I was chatting with some friends today, and I was describing a session from Bitnorth ‘08 where some teenagers were brought in to be a panel to be questioned by the attendees.
We had lots of questions for these “digital natives“, and while I expected some of the answers (ie: radio’s irrelevant, email is for old people etc..).. it did make me think about the skills we “older” people carry that are, in reality, just cluttering our heads.
I started listening to music on vinyl on a toy record player shaped like a bug that looked like this:

ladybug record player
It was a crazy design that put the speaker right under the surface of the record being played. But, I learned how to listen to music on that, and pretty much any turntable I used afterward followed the same basic mode of operation. Some skills were acquired (Setting the right speed, placing the needle at the right point to hear the chosen song, not bouncing on the ground too hard lest the record skip, etc..).. These skills transferred well onto my more “grownup” turntables, but they are all completely useless with my iPod.
Same idea with communications, I learned to use a phone using a rotary dial phone, even learned how to dial a rotary pay phone by tapping the “hang up” button, and those skills are completely incompatible with my Blackberry.
So there’s my head, still holding onto these skills in the hope that one day I may use them again. It’s quite unlikely, but I feel that somehow, holding on to these skills may in fact keep new ones at bay, or at least taint them with prejudice they don’t merit.

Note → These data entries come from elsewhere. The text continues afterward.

//! Ad hoc membership groups.
//!
//! Groups hold session ids and usernames, never live handles. The owner gets
//! kick authority but is not a member until it joins. Groups live for the
//! whole process.

use crate::state::SessionId;
use parking_lot::Mutex;
use thiserror::Error;

#[derive(Debug, Clone, PartialEq, Eq, Error)]
pub enum GroupError {
    #[error("group name is empty")]
    NameMissing,

    #[error("group {0} already exists")]
    Exists(String),

    #[error("no group named {0}")]
    NotFound(String),

    #[error("not a member of group {0}")]
    NotMember(String),

    #[error("not the owner of group {0}")]
    NotOwner(String),
}

/// A group member as stored in the member list.
#[derive(Debug, Clone, PartialEq, Eq)]
pub struct Member {
    pub id: SessionId,
    pub username: String,
}

impl Member {
    pub fn new(id: SessionId, username: impl Into<String>) -> Self {
        Self {
            id,
            username: username.into(),
        }
    }
}

/// Detached view of a group.
#[derive(Debug, Clone, PartialEq, Eq)]
pub struct GroupInfo {
    pub name: String,
    pub owner: SessionId,
    pub members: Vec<Member>,
}

struct Group {
    name: String,
    owner: SessionId,
    members: Vec<Member>,
}

impl Group {
    fn matches(&self, name: &str) -> bool {
        self.name.to_lowercase() == name.to_lowercase()
    }

    fn has_member(&self, id: SessionId) -> bool {
        self.members.iter().any(|m| m.id == id)
    }

    fn info(&self) -> GroupInfo {
        GroupInfo {
            name: self.name.clone(),
            owner: self.owner,
            members: self.members.clone(),
        }
    }
}

/// Insertion-ordered group collection behind a single lock.
///
/// Every operation finishes its lookup and mutation under one acquisition
/// and scans the whole collection before answering.
pub struct GroupManager {
    groups: Mutex<Vec<Group>>,
    unique_names: bool,
}

impl GroupManager {
    pub fn new(unique_names: bool) -> Self {
        Self {
            groups: Mutex::new(Vec::new()),
            unique_names,
        }
    }

    pub fn create(&self, name: &str, owner: SessionId) -> Result<GroupInfo, GroupError> {
        if name.is_empty() {
            return Err(GroupError::NameMissing);
        }

        let mut groups = self.groups.lock();
        if self.unique_names && groups.iter().any(|g| g.matches(name)) {
            return Err(GroupError::Exists(name.to_string()));
        }

        let group = Group {
            name: name.to_string(),
            owner,
            members: Vec::new(),
        };
        let info = group.info();
        groups.push(group);
        Ok(info)
    }

    /// All groups whose name matches ignoring case, in creation order.
    pub fn find_by_name_case_insensitive(&self, name: &str) -> Vec<GroupInfo> {
        self.groups
            .lock()
            .iter()
            .filter(|g| g.matches(name))
            .map(Group::info)
            .collect()
    }

    /// Add `member` to the first group matching `name` ignoring case.
    ///
    /// Returns the stored group name. Joining twice leaves one entry.
    pub fn join(&self, name: &str, member: Member) -> Result<String, GroupError> {
        let mut groups = self.groups.lock();
        let group = groups
            .iter_mut()
            .find(|g| g.matches(name))
            .ok_or_else(|| GroupError::NotFound(name.to_string()))?;

        if !group.has_member(member.id) {
            group.members.push(member);
        }
        Ok(group.name.clone())
    }

    /// Remove `id` from every group named exactly `name`.
    ///
    /// Returns how many groups it left.
    pub fn leave(&self, name: &str, id: SessionId) -> Result<usize, GroupError> {
        let mut groups = self.groups.lock();
        let mut found = false;
        let mut left = 0;

        for group in groups.iter_mut().filter(|g| g.name == name) {
            found = true;
            let before = group.members.len();
            group.members.retain(|m| m.id != id);
            if group.members.len() != before {
                left += 1;
            }
        }

        match (found, left) {
            (false, _) => Err(GroupError::NotFound(name.to_string())),
            (true, 0) => Err(GroupError::NotMember(name.to_string())),
            (true, n) => Ok(n),
        }
    }

    /// Remove member `target` (username, ignoring case) from a group named
    /// `name` (ignoring case) that `kicker` owns.
    pub fn kick(&self, name: &str, kicker: SessionId, target: &str) -> Result<(), GroupError> {
        let target = target.to_lowercase();
        let mut groups = self.groups.lock();

        let mut named = groups.iter_mut().filter(|g| g.matches(name)).peekable();
        if named.peek().is_none() {
            return Err(GroupError::NotFound(name.to_string()));
        }

        let mut owned = named.filter(|g| g.owner == kicker).peekable();
        if owned.peek().is_none() {
            return Err(GroupError::NotOwner(name.to_string()));
        }

        for group in owned {
            if let Some(pos) = group
                .members
                .iter()
                .position(|m| m.username.to_lowercase() == target)
            {
                group.members.remove(pos);
                return Ok(());
            }
        }
        Err(GroupError::NotMember(name.to_string()))
    }

    /// Drop `id` from every group. Returns the number of groups touched.
    pub fn purge(&self, id: SessionId) -> usize {
        let mut groups = self.groups.lock();
        let mut touched = 0;
        for group in groups.iter_mut() {
            let before = group.members.len();
            group.members.retain(|m| m.id != id);
            if group.members.len() != before {
                touched += 1;
            }
        }
        touched
    }

    /// `(name, member_count)` for every group in creation order.
    pub fn snapshot(&self) -> Vec<(String, usize)> {
        self.groups
            .lock()
            .iter()
            .map(|g| (g.name.clone(), g.members.len()))
            .collect()
    }
}

impl Default for GroupManager {
    fn default() -> Self {
        Self::new(false)
    }
}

I think this need for unlearning carries into all aspects of life.. Just because one girlfriend broke your heart doesn’t mean the next one will, yet often the next one will “pay” for the other’s transgressions. In business, experience can often be a hindrance to innovation, because the “I’ve seen this before” mentality kicks in, and we end up making decisions not on what we see now, but what we saw before. Some of that is good of course, which is why experienced people are better paid than newbies, but there’s a lot to be said for the ability to turn on your “newbieness” and judge situations without prejudice.
So, while a method to “unlearn” method would be nice (though it too would have to be learned), I think we can accomplish a lot of this just by realizing that we’re carrying baggage, and try to not let all past experience forge future decisions.
It’s as close as we can come to unlearning,
Heh, a cell phone where you could dial with the hang-up key (as an easter egg) would be pretty cool.